La trayectoria de OnePlus en el mercado de la telefonía móvil se ha convertido en uno de los casos de estudio más comentados durante los últimos años en la industria de los smartphones. Aquella firma que nació bajo el eslogan de nunca te conformes y que plantaba cara a los gigantes con precios de derribo parece haber perdido su rumbo de forma definitiva. Sus nuevos móviles apenas logran despertar interés entre los compradores.
La fusión empresarial con otras marcas y las directrices impuestas desde el grupo principal han hecho que su personalidad desaparezca por completo. Los usuarios están presenciando cómo aquella OnePlus que conocían ha dejado de existir. Para entender este suceso, conviene analizar las decisiones de software, la pérdida de acuerdos clave y el retroceso de su presencia en los canales de venta.
La pérdida de la alianza con Hasselblad
El apartado fotográfico ha sido históricamente uno de los puntos más críticos para los usuarios mas exigentes.
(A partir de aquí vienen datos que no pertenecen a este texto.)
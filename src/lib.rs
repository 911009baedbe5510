// SPDX-License-Identifier: MIT
// Copyright 2026 Roland Dreier <roland@kernel.org>

//! Hastok: TikTok content aggregation backend
//!
//! Periodically pulls creators' videos from a third-party TikTok data API
//! into Directus and serves paginated, filtered listings to the frontend.

pub mod config;
pub mod db;
pub mod error;
pub mod middleware;
pub mod models;
pub mod routes;
pub mod services;
pub mod time_utils;

use config::Config;
use db::ContentStore;
use services::{Catalog, SyncOrchestrator, VideoSource};
use std::sync::Arc;
use time_utils::Clock;

/// Shared application state.
pub struct AppState {
    pub config: Config,
    pub catalog: Catalog,
    pub sync: Arc<SyncOrchestrator>,
}

impl AppState {
    /// Wire the services together over one store, source and clock.
    pub fn new(
        config: Config,
        store: Arc<dyn ContentStore>,
        source: Arc<dyn VideoSource>,
        clock: Arc<dyn Clock>,
    ) -> Self {
        let sync = Arc::new(SyncOrchestrator::new(
            store.clone(),
            source,
            clock.clone(),
            config.sync_concurrency,
        ));
        Self {
            catalog: Catalog::new(store, clock),
            sync,
            config,
        }
    }
}
//! Records flowing through the planner: candidate points in, itineraries out.

use serde::{Deserialize, Serialize};

use crate::geo::{Coordinate, TransportMode};

/// Display name given to the synthetic starting point.
pub const STARTING_POINT_NAME: &str = "Your Starting Location";

/// Wheelchair accessibility flags reported for a place.
#[derive(Debug, Clone, Copy, Default, PartialEq, Eq, Serialize, Deserialize)]
pub struct Accessibility {
    pub parking: bool,
    pub entrance: bool,
    pub restroom: bool,
    pub seating: bool,
}

impl Accessibility {
    /// True when at least one of the four flags is set.
    pub fn any(&self) -> bool {
        self.parking || self.entrance || self.restroom || self.seating
    }
}

/// A point of interest that may be visited.
///
/// Coordinates are optional because place lookups do not always return them;
/// points without both are dropped before clustering.
#[derive(Debug, Clone, PartialEq, Serialize, Deserialize)]
pub struct CandidatePoint {
    pub name: Option<String>,
    pub latitude: Option<f64>,
    pub longitude: Option<f64>,
    /// `None` when the place does not publish opening hours.
    pub open_now: Option<bool>,
    pub next_closing_time: Option<String>,
    /// `None` for the synthetic starting point.
    pub accessibility: Option<Accessibility>,
}

impl CandidatePoint {
    pub fn new(name: impl Into<String>, latitude: f64, longitude: f64) -> Self {
        Self {
            name: Some(name.into()),
            latitude: Some(latitude),
            longitude: Some(longitude),
            open_now: None,
            next_closing_time: None,
            accessibility: Some(Accessibility::default()),
        }
    }

    /// The user's origin, with no opening or accessibility data.
    pub fn starting_point(origin: Coordinate) -> Self {
        Self {
            name: Some(STARTING_POINT_NAME.to_string()),
            latitude: Some(origin.lat),
            longitude: Some(origin.lon),
            open_now: None,
            next_closing_time: None,
            accessibility: None,
        }
    }
}

/// One end of a route segment.
#[derive(Debug, Clone, PartialEq, Serialize, Deserialize)]
pub struct Waypoint {
    pub name: Option<String>,
    pub coordinate: Coordinate,
}

/// A directed leg between two consecutive points of a route.
///
/// Distance is in kilometres and duration in minutes, both rounded to two
/// decimal places.
#[derive(Debug, Clone, PartialEq, Serialize, Deserialize)]
pub struct RouteSegment {
    pub from: Waypoint,
    pub to: Waypoint,
    pub distance_km: f64,
    pub duration_min: f64,
    pub mode: TransportMode,
}

/// One leg as presented to the caller.
#[derive(Debug, Clone, PartialEq, Serialize, Deserialize)]
pub struct RouteEntry {
    #[serde(rename = "Name")]
    pub name: Option<String>,
    #[serde(rename = "Origin")]
    pub origin: String,
    #[serde(rename = "Destination")]
    pub destination: String,
    #[serde(rename = "Estimated Travel Distance (km)")]
    pub distance_km: f64,
    #[serde(rename = "Estimated Travel Time (min)")]
    pub duration_min: f64,
    #[serde(rename = "Mode of Transport")]
    pub mode: TransportMode,
    #[serde(rename = "Google Maps Link")]
    pub navigation_link: Option<String>,
    #[serde(rename = "Image URL")]
    pub image_url: Option<String>,
}

/// A surviving cluster turned into a visitable route group.
#[derive(Debug, Clone, PartialEq, Serialize, Deserialize)]
pub struct Itinerary {
    #[serde(rename = "Cluster ID")]
    pub cluster_id: usize,
    #[serde(rename = "Cluster Name")]
    pub name: String,
    #[serde(rename = "Cluster Description")]
    pub description: String,
    #[serde(rename = "Estimated Travel Distance (km)")]
    pub travel_distance_km: f64,
    #[serde(rename = "Estimated Travel Time (min)")]
    pub travel_time_min: f64,
    #[serde(rename = "Total Estimated Time (min)")]
    pub total_time_min: f64,
    #[serde(rename = "Route")]
    pub route: Vec<RouteEntry>,
}

/// Pretty-printed JSON array of itineraries.
pub fn itineraries_to_json(itineraries: &[Itinerary]) -> Result<String, serde_json::Error> {
    serde_json::to_string_pretty(itineraries)
}

/// Round `value` to `places` decimal places.
pub fn round_to(value: f64, places: i32) -> f64 {
    let factor = 10f64.powi(places);
    (value * factor).round() / factor
}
Con el lanzamiento de modelos recientes como el OnePlus 15, la marca ha consumado uno de sus mayores pasos atrás al perder de forma oficial la colaboración con la prestigiosa firma Hasselblad. Aunque se ha intentado camuflar este recorte mediante algoritmos de procesado propio, la realidad es que los resultados están muy lejos de la competencia.
La disminución del tamaño de los sensores en el gran angular y el teleobjetivo se traduce en un ruido digital de forma evidente en las escenas nocturnas. El procesado de la piel y la fidelidad cromática sufren una pérdida de calidad que antes aportaba el calibrado de la firma alemana. El usuario se encuentra con un móvil de gama alta que ofrece un rendimiento de cámara propio de la gama media premium.
El fin de OxygenOS
La pérdida de identidad no se limita al diseño de la cámara, sino que afecta de lleno al de la interfaz. La fusión de la compañía con OPPO y realme para asegurar su viabilidad económica ha provocado que el sistema de personalización OxygenOS pierda su independencia, convirtiéndose en una copia casi idéntica de ColorOS con cambios estéticos mínimos.
La marca está reorientando sus esfuerzos hacia el público aficionado a los videojuegos para intentar justificar estos recortes. Pretenden vender fuerza bruta y baterías enormes, como la de 7.300 mAh de su último OnePlus 15, a cambio de sacrificar la resolución de la pantalla, que baja de 2K a 1.5K. Sin embargo, para los jugadores competitivos, la tasa de respuesta táctil de 250 Hz sigue estando muy por detrás de lo que ofrece la competencia.
Un soporte de actualizaciones corto y la desaparición de las tiendas
El soporte de software es el último factor que condena a la marca frente a gigantes como Samsung o Google. Mientras que estas compañías garantizan 7 años de actualizaciones completos para sus dispositivos, el catálogo de OnePlus se queda estancado en solo cuatro años e incluso menos de actualizaciones del sistema operativo. Es una limitación muy grande para un usuario que busca una inversión para largo plazo.
A esto hay que añadir que OnePlus no cuenta con presencia física en las tiendas de España. Al ir a cualquier tienda, puedes ver móviles de Xiaomi, Samsung, OPPO, Google… pero ninguno de OnePlus. Esto dificulta que los usuarios puedan tener una toma previa de contacto con el dispositivo antes de comprarlo, provocando también que personas que van a comprar su primer móvil ni siquiera conozcan de la existencia de la marca.